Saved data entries

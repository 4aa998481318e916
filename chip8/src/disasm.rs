//! Disassembler.
use std::fmt::{self, Display, Write as FmtWrite};

use crate::{bytecode::*, constants::MEM_START};

/// Display adapter rendering an instruction word as assembly.
///
/// Words that don't decode to a supported instruction are rendered as `DATA`.
#[derive(Debug, Clone, Copy, PartialEq, Eq)]
pub struct Mnemonic(pub u16);

impl Display for Mnemonic {
    fn fmt(&self, f: &mut fmt::Formatter<'_>) -> fmt::Result {
        let w = self.0;
        let (x, y, n, nn, nnn) = (op_x(w), op_y(w), op_n(w), op_nn(w), op_nnn(w));

        match op_code(w) {
            0x0 => match w {
                0x00E0 => write!(f, "CLS"),
                0x00EE => write!(f, "RET"),
                _ => write!(f, "DATA 0x{w:04X}"),
            },
            0x1 => write!(f, "JP 0x{nnn:03X}"),
            0x2 => write!(f, "CALL 0x{nnn:03X}"),
            0x3 => write!(f, "SE V{x:X}, 0x{nn:02X}"),
            0x4 => write!(f, "SNE V{x:X}, 0x{nn:02X}"),
            0x5 if n == 0 => write!(f, "SE V{x:X}, V{y:X}"),
            0x6 => write!(f, "LD V{x:X}, 0x{nn:02X}"),
            0x7 => write!(f, "ADD V{x:X}, 0x{nn:02X}"),
            0x8 => match n {
                0x0 => write!(f, "LD V{x:X}, V{y:X}"),
                0x1 => write!(f, "OR V{x:X}, V{y:X}"),
                0x2 => write!(f, "AND V{x:X}, V{y:X}"),
                0x3 => write!(f, "XOR V{x:X}, V{y:X}"),
                0x4 => write!(f, "ADD V{x:X}, V{y:X}"),
                0x5 => write!(f, "SUB V{x:X}, V{y:X}"),
                0x6 => write!(f, "SHR V{x:X}"),
                0x7 => write!(f, "SUBN V{x:X}, V{y:X}"),
                0xE => write!(f, "SHL V{x:X}"),
                _ => write!(f, "DATA 0x{w:04X}"),
            },
            0x9 if n == 0 => write!(f, "SNE V{x:X}, V{y:X}"),
            0xA => write!(f, "LD I, 0x{nnn:03X}"),
            0xB => write!(f, "JP V0, 0x{nnn:03X}"),
            0xC => write!(f, "RND V{x:X}, 0x{nn:02X}"),
            0xD => write!(f, "DRW V{x:X}, V{y:X}, {n}"),
            0xE => match nn {
                0x9E => write!(f, "SKP V{x:X}"),
                0xA1 => write!(f, "SKNP V{x:X}"),
                _ => write!(f, "DATA 0x{w:04X}"),
            },
            0xF => match nn {
                0x07 => write!(f, "LD V{x:X}, DT"),
                0x0A => write!(f, "LD V{x:X}, K"),
                0x15 => write!(f, "LD DT, V{x:X}"),
                0x18 => write!(f, "LD ST, V{x:X}"),
                0x1E => write!(f, "ADD I, V{x:X}"),
                0x29 => write!(f, "LD F, V{x:X}"),
                0x33 => write!(f, "LD B, V{x:X}"),
                0x55 => write!(f, "LD [I], V{x:X}"),
                0x65 => write!(f, "LD V{x:X}, [I]"),
                _ => write!(f, "DATA 0x{w:04X}"),
            },
            _ => write!(f, "DATA 0x{w:04X}"),
        }
    }
}

/// Walks a program as a flat sequence of two byte words.
///
/// Sprite data embedded in a program is indistinguishable from code
/// at this level, and will show up as whatever instruction it happens
/// to decode to.
pub struct Disassembler<'a> {
    bytecode: &'a [u8],
}

impl<'a> Disassembler<'a> {
    pub fn new(bytecode: &'a [u8]) -> Self {
        Self { bytecode }
    }

    /// Write the whole program, one instruction per line.
    pub fn disassemble<W: FmtWrite>(&self, w: &mut W) -> fmt::Result {
        for (i, chunk) in self.bytecode.chunks(2).enumerate() {
            let address = MEM_START + i * 2;
            match *chunk {
                [a, b] => {
                    let instr = word(a, b);
                    writeln!(w, "{address:04X}: {instr:04X}  {}", Mnemonic(instr))?;
                }
                // Trailing odd byte.
                [a] => writeln!(w, "{address:04X}: {a:02X}")?,
                _ => unreachable!("chunks are never empty"),
            }
        }

        Ok(())
    }

    pub fn print_bytecode(&self) -> fmt::Result {
        let mut s = String::new();
        self.disassemble(&mut s)?;
        print!("{s}");
        Ok(())
    }
}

* [Assigned task]: For each line above that includes "impl", make a copy.

* [Result of the exercise]:
impl Display for Mnemonic {
impl<'a> Disassembler<'a> {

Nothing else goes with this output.